Problem details
Among the records below, find the lines with the word "cannot" and copy them.

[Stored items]

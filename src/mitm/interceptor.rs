//! MITM Interceptor - turns a CONNECT request into a decrypting tunnel
//!
//! Flow for one tunnel:
//! 1. Issue a leaf certificate for the CONNECT host
//! 2. Dial the origin over TLS, offering the leaf as client certificate
//! 3. Take over the raw client connection and write the literal ack
//! 4. Run a TLS server handshake on it with the leaf
//! 5. Relay both directions, capturing the client → origin bytes
//!
//! Failures before step 3 are answered with an HTTP error status. After the
//! ack the connection is just closed.

use super::certificate_authority::{CertificateAuthority, LeafCertificate};
use super::error::MitmError;
use super::relay::{relay, CaptureSink, RelayDirection, RelayOptions, RelayOutcome};
use super::tls_config::{ClientTlsConfig, SniUtils, UpstreamTlsConfig};
use crate::storage::RequestSink;
use async_trait::async_trait;
use http::StatusCode;
use std::io;
use std::sync::Arc;
use std::time::Duration;
use tokio::io::{AsyncRead, AsyncWrite, AsyncWriteExt};
use tokio::net::TcpStream;
use tokio::sync::Semaphore;
use tokio::task::JoinHandle;
use tokio_rustls::client::TlsStream;
use tokio_rustls::{TlsAcceptor, TlsConnector};
use tracing::{debug, info, warn};

/// Acknowledgement written on the raw connection once the origin is up
pub const TUNNEL_ACK: &[u8] = b"HTTP/1.1 200 OK\r\n\r\n";

const DEFAULT_TLS_PORT: u16 = 443;

/// Progress of a tunnel, logged on every transition
#[derive(Debug, Clone, Copy, PartialEq, Eq)]
pub enum TunnelState {
    Requested,
    CertIssued,
    OriginDialed,
    Hijacked,
    AckSent,
    ClientHandshaked,
    Relaying,
}

impl TunnelState {
    fn advance(self, next: TunnelState, target: &str) -> TunnelState {
        debug!(target = %target, from = ?self, to = ?next, "Tunnel state");
        next
    }
}

/// The connection a CONNECT request arrived on
///
/// `take_over` hands out the raw byte stream; it returns `None` when the
/// serving layer cannot give up the socket. `respond_error` writes an HTTP
/// error and is only meaningful before takeover.
#[async_trait]
pub trait TunnelResponder: Send {
    type Transport: AsyncRead + AsyncWrite + Unpin + Send + 'static;

    fn take_over(&mut self) -> Option<Self::Transport>;

    async fn respond_error(&mut self, status: StatusCode, message: &str) -> io::Result<()>;
}

/// A raw stream owned by the proxy; always supports takeover
pub struct RawConnection<S> {
    stream: Option<S>,
}

impl<S> RawConnection<S> {
    pub fn new(stream: S) -> Self {
        Self {
            stream: Some(stream),
        }
    }
}

#[async_trait]
impl<S> TunnelResponder for RawConnection<S>
where
    S: AsyncRead + AsyncWrite + Unpin + Send + 'static,
{
    type Transport = S;

    fn take_over(&mut self) -> Option<S> {
        self.stream.take()
    }

    async fn respond_error(&mut self, status: StatusCode, message: &str) -> io::Result<()> {
        let stream = self.stream.as_mut().ok_or_else(|| {
            io::Error::new(io::ErrorKind::NotConnected, "connection already taken over")
        })?;

        let response = format!(
            "HTTP/1.1 {} {}\r\nContent-Type: text/plain; charset=utf-8\r\nContent-Length: {}\r\nConnection: close\r\n\r\n{}",
            status.as_u16(),
            status.canonical_reason().unwrap_or(""),
            message.len(),
            message
        );
        stream.write_all(response.as_bytes()).await?;
        stream.flush().await?;
        stream.shutdown().await
    }
}

/// Handles to the two relays of a live tunnel
///
/// Dropping the handle detaches the relays; they keep running.
pub struct TunnelHandle {
    pub target: String,
    pub client_to_origin: JoinHandle<RelayOutcome>,
    pub origin_to_client: JoinHandle<RelayOutcome>,
}

/// MITM Interceptor
pub struct MitmInterceptor {
    /// Certificate authority for leaf certificates
    ca: Arc<CertificateAuthority>,

    /// Trust anchors for origin verification
    upstream_tls: Arc<UpstreamTlsConfig>,

    /// Where captured requests go
    sink: Arc<dyn RequestSink>,

    relay_options: RelayOptions,

    /// Bound on origin dial and origin handshake
    connect_timeout: Duration,

    /// Optional ceiling on concurrent tunnels
    tunnel_limit: Option<Arc<Semaphore>>,
}

impl MitmInterceptor {
    pub fn new(
        ca: Arc<CertificateAuthority>,
        upstream_tls: Arc<UpstreamTlsConfig>,
        sink: Arc<dyn RequestSink>,
    ) -> Self {
        Self {
            ca,
            upstream_tls,
            sink,
            relay_options: RelayOptions::default(),
            connect_timeout: Duration::from_secs(5),
            tunnel_limit: None,
        }
    }

    pub fn with_relay_options(mut self, options: RelayOptions) -> Self {
        self.relay_options = options;
        self
    }

    pub fn with_connect_timeout(mut self, timeout: Duration) -> Self {
        self.connect_timeout = timeout;
        self
    }

    /// Cap concurrent tunnels; 0 means unlimited
    pub fn with_tunnel_limit(mut self, max_tunnels: usize) -> Self {
        self.tunnel_limit = (max_tunnels > 0).then(|| Arc::new(Semaphore::new(max_tunnels)));
        self
    }

    pub fn ca(&self) -> &Arc<CertificateAuthority> {
        &self.ca
    }

    /// Establish a decrypting tunnel to `target` (`host[:port]`)
    ///
    /// On success the relays are already running in the background.
    pub async fn establish<R>(
        &self,
        target: &str,
        responder: &mut R,
    ) -> Result<TunnelHandle, MitmError>
    where
        R: TunnelResponder,
    {
        let mut state = TunnelState::Requested;
        info!(target = %target, "CONNECT received");

        let permit = match &self.tunnel_limit {
            Some(limit) => match Arc::clone(limit).try_acquire_owned() {
                Ok(permit) => Some(permit),
                Err(_) => {
                    return Err(self
                        .refuse(responder, target, state, MitmError::TunnelLimitReached)
                        .await)
                }
            },
            None => None,
        };

        let (host, port) = match parse_authority(target) {
            Ok(parsed) => parsed,
            Err(e) => return Err(self.refuse(responder, target, state, e).await),
        };

        let leaf = match self.ca.issue(&host) {
            Ok(leaf) => leaf,
            Err(e) => return Err(self.refuse(responder, target, state, e).await),
        };
        let acceptor = match ClientTlsConfig::for_leaf(Arc::clone(&self.ca), &leaf) {
            Ok(config) => TlsAcceptor::from(config.server_config()),
            Err(e) => {
                let err = MitmError::TlsConfigFailed(e.to_string());
                return Err(self.refuse(responder, target, state, err).await);
            }
        };
        state = state.advance(TunnelState::CertIssued, target);

        let origin = match self.dial_origin(&host, port, &leaf).await {
            Ok(origin) => origin,
            Err(e) => return Err(self.refuse(responder, target, state, e).await),
        };
        state = state.advance(TunnelState::OriginDialed, target);

        let mut raw = match responder.take_over() {
            Some(raw) => raw,
            None => {
                return Err(self
                    .refuse(responder, target, state, MitmError::TakeoverUnsupported)
                    .await)
            }
        };
        state = state.advance(TunnelState::Hijacked, target);

        let ack = async {
            raw.write_all(TUNNEL_ACK).await?;
            raw.flush().await
        };
        if let Err(e) = ack.await {
            warn!(target = %target, error = %e, "Failed to acknowledge tunnel");
            return Err(MitmError::Io(e));
        }
        state = state.advance(TunnelState::AckSent, target);

        let client_tls = match acceptor.accept(raw).await {
            Ok(stream) => stream,
            Err(e) => {
                warn!(target = %target, state = ?state, error = %e, "Client TLS handshake failed");
                return Err(MitmError::tls_handshake(&host, e.to_string()));
            }
        };
        state = state.advance(TunnelState::ClientHandshaked, target);

        let (client_read, client_write) = tokio::io::split(client_tls);
        let (origin_read, origin_write) = tokio::io::split(origin);

        let capture = CaptureSink::new(Arc::clone(&self.sink), target);
        let options = self.relay_options;

        // Both relays share the permit; it is released when the last one ends
        let up_permit = permit.map(Arc::new);
        let down_permit = up_permit.clone();

        let client_to_origin = tokio::spawn(async move {
            let _permit = up_permit;
            relay(
                Some(origin_write),
                Some(client_read),
                Some(capture),
                RelayDirection::ClientToOrigin,
                options,
            )
            .await
        });
        let origin_to_client = tokio::spawn(async move {
            let _permit = down_permit;
            relay(
                Some(client_write),
                Some(origin_read),
                None,
                RelayDirection::OriginToClient,
                options,
            )
            .await
        });

        state.advance(TunnelState::Relaying, target);
        info!(target = %target, "Tunnel established");

        Ok(TunnelHandle {
            target: target.to_string(),
            client_to_origin,
            origin_to_client,
        })
    }

    /// Log the failure and report it on the still-unhijacked connection
    async fn refuse<R: TunnelResponder>(
        &self,
        responder: &mut R,
        target: &str,
        state: TunnelState,
        error: MitmError,
    ) -> MitmError {
        let status = error.status_code();
        warn!(target = %target, state = ?state, status = status.as_u16(), error = %error, "Tunnel refused");

        if let Err(e) = responder.respond_error(status, &error.to_string()).await {
            debug!(target = %target, error = %e, "Failed to write error response");
        }
        error
    }

    async fn dial_origin(
        &self,
        host: &str,
        port: u16,
        leaf: &LeafCertificate,
    ) -> Result<TlsStream<TcpStream>, MitmError> {
        let server_name =
            SniUtils::parse_server_name(host).map_err(|e| MitmError::upstream(host, e.to_string()))?;
        let config = self
            .upstream_tls
            .client_config(leaf)
            .map_err(|e| MitmError::TlsConfigFailed(e.to_string()))?;

        let tcp = match tokio::time::timeout(self.connect_timeout, TcpStream::connect((host, port)))
            .await
        {
            Ok(Ok(stream)) => stream,
            Ok(Err(e)) => return Err(MitmError::upstream(host, e.to_string())),
            Err(_) => return Err(MitmError::upstream(host, "connect timed out")),
        };

        let connector = TlsConnector::from(config);
        match tokio::time::timeout(self.connect_timeout, connector.connect(server_name, tcp)).await {
            Ok(Ok(stream)) => {
                debug!(host = %host, port = port, "Upstream TLS handshake successful");
                Ok(stream)
            }
            Ok(Err(e)) => Err(MitmError::upstream(host, format!("TLS: {}", e))),
            Err(_) => Err(MitmError::upstream(host, "TLS handshake timed out")),
        }
    }
}

/// Split a CONNECT target into host and port (default 443)
///
/// Accepts `host`, `host:port`, `[v6]`, `[v6]:port` and bare IPv6 literals.
pub fn parse_authority(authority: &str) -> Result<(String, u16), MitmError> {
    let authority = authority.trim();
    if authority.is_empty() {
        return Err(MitmError::InvalidHost("empty target".to_string()));
    }

    let (host, port) = if let Some(rest) = authority.strip_prefix('[') {
        let (host, after) = rest
            .split_once(']')
            .ok_or_else(|| MitmError::InvalidHost(format!("unterminated IPv6 literal '{}'", authority)))?;
        match after {
            "" => (host, None),
            _ => match after.strip_prefix(':') {
                Some(port) => (host, Some(port)),
                None => return Err(MitmError::InvalidHost(authority.to_string())),
            },
        }
    } else if authority.matches(':').count() > 1 {
        (authority, None)
    } else {
        match authority.rsplit_once(':') {
            Some((host, port)) => (host, Some(port)),
            None => (authority, None),
        }
    };

    if host.is_empty() {
        return Err(MitmError::InvalidHost("host cannot be empty".to_string()));
    }

    let port = match port {
        Some(port) => match port.parse::<u16>() {
            Ok(0) | Err(_) => {
                return Err(MitmError::InvalidHost(format!(
                    "invalid port '{}' in '{}'",
                    port, authority
                )))
            }
            Ok(port) => port,
        },
        None => DEFAULT_TLS_PORT,
    };

    Ok((host.to_string(), port))
}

Reply
/// serving layer cannot give up the socket. `respond_error` writes an HTTP
        return Err(MitmError::InvalidHost("host cannot be empty".to_string()));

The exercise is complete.